§ The problem
Which lines below hold the word "type"? Report each one.

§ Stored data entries
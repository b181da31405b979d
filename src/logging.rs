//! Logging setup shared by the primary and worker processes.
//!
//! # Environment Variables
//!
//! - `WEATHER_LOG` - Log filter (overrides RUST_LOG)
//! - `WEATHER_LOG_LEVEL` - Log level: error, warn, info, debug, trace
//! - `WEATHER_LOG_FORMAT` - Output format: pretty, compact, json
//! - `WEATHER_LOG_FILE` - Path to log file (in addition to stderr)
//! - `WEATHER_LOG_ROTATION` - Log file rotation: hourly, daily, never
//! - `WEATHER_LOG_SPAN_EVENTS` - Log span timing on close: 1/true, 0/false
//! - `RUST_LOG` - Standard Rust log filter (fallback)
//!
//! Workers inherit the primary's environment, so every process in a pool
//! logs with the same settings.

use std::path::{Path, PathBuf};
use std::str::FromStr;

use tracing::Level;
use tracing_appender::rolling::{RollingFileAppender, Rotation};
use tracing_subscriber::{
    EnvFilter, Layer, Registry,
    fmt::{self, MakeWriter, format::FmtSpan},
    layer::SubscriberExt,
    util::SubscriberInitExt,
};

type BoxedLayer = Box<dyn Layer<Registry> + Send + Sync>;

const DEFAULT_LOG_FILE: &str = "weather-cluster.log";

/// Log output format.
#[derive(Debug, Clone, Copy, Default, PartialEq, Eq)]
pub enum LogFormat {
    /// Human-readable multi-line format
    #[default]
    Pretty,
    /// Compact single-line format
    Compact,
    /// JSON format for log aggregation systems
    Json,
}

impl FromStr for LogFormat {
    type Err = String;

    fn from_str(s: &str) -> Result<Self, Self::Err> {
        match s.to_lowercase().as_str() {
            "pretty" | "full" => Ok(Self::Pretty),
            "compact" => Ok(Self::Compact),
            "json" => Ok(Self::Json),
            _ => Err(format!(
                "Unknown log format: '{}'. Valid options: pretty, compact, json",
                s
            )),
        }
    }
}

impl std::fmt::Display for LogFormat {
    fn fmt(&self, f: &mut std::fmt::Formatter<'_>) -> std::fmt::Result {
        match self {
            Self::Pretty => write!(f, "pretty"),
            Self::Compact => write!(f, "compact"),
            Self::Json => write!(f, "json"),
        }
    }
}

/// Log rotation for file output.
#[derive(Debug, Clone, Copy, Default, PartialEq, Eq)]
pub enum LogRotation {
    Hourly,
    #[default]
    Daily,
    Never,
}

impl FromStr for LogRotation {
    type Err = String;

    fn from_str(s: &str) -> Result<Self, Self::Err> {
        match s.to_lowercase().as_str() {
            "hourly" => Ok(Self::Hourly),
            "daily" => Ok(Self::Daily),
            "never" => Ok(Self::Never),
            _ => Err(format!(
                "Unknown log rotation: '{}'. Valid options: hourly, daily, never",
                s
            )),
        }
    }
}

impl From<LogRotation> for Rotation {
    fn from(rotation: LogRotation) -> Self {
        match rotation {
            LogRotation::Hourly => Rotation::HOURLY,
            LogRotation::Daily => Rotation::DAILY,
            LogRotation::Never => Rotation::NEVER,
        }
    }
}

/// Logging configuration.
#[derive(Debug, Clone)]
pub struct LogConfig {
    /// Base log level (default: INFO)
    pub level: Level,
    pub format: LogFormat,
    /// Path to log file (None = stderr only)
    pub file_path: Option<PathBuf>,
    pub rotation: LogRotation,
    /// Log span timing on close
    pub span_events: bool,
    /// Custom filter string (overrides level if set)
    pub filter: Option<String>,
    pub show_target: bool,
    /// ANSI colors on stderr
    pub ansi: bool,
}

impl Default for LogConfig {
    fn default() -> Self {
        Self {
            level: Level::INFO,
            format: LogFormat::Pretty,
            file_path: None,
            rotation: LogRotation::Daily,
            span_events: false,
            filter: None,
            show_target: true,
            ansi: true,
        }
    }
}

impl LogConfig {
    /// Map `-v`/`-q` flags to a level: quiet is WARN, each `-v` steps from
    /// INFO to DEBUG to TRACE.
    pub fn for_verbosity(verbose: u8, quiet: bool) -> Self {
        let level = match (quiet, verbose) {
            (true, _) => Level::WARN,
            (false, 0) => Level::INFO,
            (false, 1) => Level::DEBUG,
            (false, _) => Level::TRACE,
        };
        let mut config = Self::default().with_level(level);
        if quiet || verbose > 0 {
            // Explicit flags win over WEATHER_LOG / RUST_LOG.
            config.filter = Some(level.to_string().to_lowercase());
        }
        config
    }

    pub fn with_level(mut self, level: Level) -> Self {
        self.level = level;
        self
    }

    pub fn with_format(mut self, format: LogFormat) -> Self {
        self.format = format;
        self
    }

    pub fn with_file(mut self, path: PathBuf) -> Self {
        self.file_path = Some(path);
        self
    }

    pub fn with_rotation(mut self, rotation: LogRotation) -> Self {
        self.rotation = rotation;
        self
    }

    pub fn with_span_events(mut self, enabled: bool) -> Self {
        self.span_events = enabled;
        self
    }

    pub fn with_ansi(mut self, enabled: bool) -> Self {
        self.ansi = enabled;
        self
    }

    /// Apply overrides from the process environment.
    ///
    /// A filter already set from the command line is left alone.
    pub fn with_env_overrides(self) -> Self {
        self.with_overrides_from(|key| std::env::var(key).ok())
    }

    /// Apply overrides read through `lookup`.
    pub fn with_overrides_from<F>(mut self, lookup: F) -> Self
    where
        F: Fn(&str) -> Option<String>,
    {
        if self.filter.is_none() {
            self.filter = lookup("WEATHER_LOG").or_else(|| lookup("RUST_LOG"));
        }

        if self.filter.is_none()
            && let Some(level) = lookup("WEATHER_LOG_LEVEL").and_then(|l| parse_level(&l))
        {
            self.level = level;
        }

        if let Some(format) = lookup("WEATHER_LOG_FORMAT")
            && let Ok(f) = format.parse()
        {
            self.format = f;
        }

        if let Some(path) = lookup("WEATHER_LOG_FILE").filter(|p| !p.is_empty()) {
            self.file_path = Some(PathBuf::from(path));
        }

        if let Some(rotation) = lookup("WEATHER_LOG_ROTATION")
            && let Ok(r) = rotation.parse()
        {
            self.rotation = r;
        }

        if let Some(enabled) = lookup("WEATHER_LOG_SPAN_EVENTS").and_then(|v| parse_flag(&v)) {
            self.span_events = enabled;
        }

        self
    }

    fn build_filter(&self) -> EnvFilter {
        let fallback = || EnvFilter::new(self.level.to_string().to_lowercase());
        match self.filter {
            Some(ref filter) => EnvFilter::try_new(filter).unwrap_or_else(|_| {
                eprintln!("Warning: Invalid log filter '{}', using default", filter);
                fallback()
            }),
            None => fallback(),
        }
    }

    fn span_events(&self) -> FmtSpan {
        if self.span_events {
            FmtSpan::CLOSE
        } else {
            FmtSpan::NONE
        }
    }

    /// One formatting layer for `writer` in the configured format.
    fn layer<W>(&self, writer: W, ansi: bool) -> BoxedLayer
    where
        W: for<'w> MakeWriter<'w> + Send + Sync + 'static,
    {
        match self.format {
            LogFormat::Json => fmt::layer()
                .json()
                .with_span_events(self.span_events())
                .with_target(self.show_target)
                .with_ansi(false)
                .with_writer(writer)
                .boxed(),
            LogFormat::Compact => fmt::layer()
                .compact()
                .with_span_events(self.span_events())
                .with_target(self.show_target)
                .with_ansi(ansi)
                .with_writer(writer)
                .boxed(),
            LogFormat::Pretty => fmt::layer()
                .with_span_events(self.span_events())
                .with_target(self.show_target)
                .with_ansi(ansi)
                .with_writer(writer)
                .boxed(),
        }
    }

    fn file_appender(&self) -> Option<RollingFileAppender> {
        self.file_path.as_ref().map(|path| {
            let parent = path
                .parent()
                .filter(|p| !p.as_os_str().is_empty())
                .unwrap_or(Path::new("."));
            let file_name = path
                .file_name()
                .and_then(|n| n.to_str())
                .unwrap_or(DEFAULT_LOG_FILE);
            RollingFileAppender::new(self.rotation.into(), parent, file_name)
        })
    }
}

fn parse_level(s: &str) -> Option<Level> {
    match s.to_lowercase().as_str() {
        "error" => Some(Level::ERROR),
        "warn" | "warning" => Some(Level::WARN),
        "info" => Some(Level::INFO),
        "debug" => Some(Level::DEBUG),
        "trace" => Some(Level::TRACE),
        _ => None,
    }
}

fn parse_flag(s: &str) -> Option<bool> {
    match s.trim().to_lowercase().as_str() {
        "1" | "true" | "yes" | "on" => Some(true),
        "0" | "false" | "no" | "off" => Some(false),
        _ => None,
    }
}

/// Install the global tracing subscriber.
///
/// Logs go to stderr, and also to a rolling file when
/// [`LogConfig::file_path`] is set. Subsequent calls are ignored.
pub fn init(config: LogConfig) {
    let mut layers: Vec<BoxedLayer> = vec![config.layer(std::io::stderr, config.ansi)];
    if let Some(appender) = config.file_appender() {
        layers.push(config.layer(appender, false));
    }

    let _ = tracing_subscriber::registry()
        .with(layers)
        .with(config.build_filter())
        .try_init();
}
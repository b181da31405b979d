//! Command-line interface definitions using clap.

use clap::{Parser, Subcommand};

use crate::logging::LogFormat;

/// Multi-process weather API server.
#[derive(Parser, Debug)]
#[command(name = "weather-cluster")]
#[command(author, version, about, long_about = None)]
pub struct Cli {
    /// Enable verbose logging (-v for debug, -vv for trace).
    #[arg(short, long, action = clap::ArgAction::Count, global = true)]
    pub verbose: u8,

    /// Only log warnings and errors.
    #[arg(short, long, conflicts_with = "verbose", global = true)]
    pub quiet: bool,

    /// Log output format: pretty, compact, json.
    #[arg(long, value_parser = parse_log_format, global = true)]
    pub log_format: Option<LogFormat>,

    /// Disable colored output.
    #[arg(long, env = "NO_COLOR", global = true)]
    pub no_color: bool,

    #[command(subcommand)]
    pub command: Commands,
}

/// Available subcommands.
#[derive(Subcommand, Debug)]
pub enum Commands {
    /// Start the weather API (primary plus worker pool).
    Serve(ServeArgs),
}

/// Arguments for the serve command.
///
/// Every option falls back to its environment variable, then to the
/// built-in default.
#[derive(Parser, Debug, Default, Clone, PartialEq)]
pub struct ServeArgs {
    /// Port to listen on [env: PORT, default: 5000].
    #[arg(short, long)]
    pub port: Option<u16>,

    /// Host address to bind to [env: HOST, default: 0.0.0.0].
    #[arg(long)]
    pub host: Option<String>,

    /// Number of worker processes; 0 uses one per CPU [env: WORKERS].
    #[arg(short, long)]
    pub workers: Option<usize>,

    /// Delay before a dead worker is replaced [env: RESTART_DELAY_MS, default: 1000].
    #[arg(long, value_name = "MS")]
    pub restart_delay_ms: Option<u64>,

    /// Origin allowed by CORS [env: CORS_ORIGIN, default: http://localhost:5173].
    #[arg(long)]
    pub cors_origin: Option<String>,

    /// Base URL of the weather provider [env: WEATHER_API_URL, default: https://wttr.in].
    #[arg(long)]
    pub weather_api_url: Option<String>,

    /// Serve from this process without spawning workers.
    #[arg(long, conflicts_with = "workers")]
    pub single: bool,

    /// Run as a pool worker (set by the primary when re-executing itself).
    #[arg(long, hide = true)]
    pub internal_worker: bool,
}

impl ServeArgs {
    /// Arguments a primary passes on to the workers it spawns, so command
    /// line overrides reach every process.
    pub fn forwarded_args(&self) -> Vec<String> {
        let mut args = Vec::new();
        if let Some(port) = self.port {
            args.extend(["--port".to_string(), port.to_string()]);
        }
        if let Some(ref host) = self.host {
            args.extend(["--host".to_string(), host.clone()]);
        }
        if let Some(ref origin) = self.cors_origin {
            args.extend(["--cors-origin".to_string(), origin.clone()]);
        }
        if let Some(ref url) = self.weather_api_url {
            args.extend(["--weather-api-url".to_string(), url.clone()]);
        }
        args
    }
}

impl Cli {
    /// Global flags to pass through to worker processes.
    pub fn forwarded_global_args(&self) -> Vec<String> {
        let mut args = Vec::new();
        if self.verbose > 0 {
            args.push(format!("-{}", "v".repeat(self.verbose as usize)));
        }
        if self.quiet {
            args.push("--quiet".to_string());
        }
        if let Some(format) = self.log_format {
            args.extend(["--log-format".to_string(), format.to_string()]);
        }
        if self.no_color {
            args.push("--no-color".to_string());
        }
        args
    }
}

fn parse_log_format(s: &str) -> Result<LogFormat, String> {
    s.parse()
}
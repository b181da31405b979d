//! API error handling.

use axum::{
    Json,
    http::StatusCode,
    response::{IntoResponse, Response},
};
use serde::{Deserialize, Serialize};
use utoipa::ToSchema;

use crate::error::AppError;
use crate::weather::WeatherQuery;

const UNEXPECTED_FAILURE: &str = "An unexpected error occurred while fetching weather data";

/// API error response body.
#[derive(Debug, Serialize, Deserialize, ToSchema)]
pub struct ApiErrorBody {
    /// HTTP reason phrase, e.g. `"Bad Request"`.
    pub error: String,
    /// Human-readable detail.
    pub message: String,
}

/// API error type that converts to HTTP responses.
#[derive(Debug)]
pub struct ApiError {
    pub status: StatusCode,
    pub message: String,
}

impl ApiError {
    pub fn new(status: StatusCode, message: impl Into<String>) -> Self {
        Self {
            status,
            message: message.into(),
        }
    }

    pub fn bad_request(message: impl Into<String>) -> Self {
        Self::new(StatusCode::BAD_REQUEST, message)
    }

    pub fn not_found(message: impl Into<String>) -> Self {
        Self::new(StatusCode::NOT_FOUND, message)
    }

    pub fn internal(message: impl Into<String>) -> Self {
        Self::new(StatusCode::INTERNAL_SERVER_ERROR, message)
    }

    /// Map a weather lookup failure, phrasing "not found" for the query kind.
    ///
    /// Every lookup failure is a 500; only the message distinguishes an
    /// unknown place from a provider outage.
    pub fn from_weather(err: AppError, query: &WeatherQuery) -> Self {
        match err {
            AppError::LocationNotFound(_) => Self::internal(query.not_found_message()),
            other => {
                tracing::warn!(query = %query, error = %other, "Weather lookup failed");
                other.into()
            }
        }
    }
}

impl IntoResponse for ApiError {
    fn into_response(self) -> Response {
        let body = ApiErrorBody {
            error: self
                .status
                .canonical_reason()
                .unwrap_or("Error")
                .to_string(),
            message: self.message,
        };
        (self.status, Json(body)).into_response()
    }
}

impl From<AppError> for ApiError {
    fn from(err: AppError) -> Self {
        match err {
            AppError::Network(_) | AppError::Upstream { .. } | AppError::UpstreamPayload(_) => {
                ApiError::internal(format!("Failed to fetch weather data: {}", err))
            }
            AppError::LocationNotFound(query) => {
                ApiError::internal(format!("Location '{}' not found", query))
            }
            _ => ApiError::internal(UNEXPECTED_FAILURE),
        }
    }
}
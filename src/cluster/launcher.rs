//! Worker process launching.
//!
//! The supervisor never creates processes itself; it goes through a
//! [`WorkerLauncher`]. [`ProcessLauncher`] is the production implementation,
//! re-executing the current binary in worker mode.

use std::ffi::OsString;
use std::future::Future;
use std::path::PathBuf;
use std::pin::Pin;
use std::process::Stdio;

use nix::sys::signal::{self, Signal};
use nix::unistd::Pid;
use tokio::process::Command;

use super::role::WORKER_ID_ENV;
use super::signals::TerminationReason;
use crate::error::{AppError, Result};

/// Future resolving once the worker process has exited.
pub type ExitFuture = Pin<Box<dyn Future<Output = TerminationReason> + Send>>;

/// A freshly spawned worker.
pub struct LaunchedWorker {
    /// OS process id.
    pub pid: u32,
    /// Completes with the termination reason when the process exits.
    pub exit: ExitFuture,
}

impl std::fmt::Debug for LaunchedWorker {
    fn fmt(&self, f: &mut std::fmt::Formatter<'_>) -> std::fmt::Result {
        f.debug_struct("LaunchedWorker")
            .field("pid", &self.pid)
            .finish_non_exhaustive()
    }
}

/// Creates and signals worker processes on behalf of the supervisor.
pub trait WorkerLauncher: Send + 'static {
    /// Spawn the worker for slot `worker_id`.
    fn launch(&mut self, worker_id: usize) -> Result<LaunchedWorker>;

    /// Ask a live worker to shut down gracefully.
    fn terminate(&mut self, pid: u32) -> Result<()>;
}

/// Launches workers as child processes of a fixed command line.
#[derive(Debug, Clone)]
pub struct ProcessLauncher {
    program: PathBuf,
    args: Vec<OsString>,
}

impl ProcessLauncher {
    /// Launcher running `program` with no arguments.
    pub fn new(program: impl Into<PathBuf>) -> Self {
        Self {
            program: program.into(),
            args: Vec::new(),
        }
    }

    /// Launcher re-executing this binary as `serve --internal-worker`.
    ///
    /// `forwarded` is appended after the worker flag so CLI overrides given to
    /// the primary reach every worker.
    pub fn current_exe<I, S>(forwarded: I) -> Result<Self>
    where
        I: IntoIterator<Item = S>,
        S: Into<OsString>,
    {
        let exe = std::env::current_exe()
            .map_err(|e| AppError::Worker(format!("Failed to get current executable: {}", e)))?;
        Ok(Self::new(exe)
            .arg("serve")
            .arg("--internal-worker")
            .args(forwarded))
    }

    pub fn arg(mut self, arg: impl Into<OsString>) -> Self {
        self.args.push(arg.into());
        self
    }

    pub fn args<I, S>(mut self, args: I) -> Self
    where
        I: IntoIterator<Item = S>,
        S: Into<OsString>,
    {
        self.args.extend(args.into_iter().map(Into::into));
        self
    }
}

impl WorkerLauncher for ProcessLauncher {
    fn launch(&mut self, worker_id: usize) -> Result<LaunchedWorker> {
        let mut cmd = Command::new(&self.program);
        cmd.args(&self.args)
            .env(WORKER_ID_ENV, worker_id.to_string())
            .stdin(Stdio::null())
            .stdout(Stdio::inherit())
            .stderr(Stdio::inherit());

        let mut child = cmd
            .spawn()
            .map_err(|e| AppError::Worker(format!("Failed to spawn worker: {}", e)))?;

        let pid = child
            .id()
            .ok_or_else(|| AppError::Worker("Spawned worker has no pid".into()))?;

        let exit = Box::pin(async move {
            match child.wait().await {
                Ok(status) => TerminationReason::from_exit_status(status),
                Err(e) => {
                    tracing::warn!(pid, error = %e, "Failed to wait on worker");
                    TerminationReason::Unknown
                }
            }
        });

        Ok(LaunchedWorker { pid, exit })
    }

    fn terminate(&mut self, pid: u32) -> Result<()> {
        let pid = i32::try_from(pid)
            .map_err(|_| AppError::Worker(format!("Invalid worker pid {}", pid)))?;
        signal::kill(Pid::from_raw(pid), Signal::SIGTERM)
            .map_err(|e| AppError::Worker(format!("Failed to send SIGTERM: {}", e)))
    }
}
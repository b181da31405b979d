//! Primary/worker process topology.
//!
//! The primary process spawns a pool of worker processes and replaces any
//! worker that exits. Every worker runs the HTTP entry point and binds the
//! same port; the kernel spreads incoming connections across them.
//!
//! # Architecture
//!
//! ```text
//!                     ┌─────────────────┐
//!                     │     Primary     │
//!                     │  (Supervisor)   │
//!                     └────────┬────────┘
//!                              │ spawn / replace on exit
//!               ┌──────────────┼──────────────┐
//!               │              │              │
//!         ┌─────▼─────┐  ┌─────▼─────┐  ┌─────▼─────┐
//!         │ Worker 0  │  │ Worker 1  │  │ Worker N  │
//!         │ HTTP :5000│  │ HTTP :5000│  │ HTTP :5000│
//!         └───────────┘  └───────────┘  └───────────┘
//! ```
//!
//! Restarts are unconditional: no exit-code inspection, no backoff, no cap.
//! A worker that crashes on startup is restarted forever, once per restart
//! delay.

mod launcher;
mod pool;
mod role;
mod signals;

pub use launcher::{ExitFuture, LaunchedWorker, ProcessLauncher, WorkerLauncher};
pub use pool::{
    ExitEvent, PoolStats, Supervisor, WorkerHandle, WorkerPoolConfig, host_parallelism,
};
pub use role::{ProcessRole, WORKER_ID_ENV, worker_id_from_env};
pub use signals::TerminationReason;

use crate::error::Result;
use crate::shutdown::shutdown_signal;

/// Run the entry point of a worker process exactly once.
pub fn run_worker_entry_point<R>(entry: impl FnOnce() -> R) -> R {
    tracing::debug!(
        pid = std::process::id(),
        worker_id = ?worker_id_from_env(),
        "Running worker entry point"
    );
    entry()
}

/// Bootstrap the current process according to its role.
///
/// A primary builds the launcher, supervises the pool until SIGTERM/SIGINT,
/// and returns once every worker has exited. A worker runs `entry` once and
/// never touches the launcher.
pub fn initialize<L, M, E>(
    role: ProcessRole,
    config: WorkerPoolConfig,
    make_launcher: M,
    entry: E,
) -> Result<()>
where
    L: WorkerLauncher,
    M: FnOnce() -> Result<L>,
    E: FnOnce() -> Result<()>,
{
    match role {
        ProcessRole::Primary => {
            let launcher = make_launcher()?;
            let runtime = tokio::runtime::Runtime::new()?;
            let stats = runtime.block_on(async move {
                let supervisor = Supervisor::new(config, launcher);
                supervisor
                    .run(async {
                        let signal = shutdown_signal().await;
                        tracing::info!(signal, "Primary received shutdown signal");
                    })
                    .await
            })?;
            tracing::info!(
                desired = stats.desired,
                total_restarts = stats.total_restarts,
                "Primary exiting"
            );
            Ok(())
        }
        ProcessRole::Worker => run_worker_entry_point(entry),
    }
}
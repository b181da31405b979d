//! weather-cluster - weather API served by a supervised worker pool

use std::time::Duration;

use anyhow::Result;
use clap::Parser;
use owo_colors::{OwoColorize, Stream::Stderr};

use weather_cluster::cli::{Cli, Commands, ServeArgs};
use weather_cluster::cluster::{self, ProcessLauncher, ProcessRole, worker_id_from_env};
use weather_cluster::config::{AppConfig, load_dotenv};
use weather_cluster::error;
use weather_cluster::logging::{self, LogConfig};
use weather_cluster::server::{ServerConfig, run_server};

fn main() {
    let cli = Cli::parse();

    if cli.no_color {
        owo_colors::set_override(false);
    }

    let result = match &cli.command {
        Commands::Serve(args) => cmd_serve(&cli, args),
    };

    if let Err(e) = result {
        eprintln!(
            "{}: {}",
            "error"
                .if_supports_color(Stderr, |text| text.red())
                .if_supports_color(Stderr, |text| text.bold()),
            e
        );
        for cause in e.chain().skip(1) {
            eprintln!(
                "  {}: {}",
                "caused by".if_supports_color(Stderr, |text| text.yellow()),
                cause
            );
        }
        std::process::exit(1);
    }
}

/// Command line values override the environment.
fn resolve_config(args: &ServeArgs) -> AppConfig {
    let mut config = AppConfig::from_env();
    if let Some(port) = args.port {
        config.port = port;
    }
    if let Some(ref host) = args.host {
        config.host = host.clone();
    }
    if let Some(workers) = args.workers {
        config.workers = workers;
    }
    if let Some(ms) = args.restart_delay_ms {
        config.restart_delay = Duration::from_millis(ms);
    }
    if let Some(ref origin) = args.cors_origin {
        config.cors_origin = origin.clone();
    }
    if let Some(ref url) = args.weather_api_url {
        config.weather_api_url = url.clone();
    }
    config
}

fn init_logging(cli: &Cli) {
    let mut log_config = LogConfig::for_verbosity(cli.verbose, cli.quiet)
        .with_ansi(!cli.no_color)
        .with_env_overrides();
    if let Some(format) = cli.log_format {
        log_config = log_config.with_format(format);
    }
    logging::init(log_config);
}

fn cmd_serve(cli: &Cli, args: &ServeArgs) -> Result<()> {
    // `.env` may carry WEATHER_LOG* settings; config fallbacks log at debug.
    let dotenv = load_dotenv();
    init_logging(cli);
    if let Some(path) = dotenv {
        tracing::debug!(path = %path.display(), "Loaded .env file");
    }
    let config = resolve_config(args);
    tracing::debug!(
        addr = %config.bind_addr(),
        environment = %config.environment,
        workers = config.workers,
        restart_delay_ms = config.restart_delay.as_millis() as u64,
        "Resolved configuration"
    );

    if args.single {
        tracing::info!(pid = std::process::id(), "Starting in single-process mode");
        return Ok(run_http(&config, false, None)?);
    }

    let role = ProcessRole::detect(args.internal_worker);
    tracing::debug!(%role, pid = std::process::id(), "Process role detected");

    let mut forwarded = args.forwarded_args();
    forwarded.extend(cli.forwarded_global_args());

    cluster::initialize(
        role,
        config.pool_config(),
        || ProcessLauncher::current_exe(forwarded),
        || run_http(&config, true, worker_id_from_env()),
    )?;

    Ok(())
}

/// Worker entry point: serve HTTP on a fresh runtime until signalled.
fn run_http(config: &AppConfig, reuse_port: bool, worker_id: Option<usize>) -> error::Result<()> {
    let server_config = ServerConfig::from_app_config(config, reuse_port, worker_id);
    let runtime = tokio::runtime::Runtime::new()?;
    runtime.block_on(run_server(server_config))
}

§ Exercise result
type BoxedLayer = Box<dyn Layer<Registry> + Send + Sync>;
    type Err = String;
    type Err = String;
/// API error type that converts to HTTP responses.
pub type ExitFuture = Pin<Box<dyn Future<Output = TerminationReason> + Send>>;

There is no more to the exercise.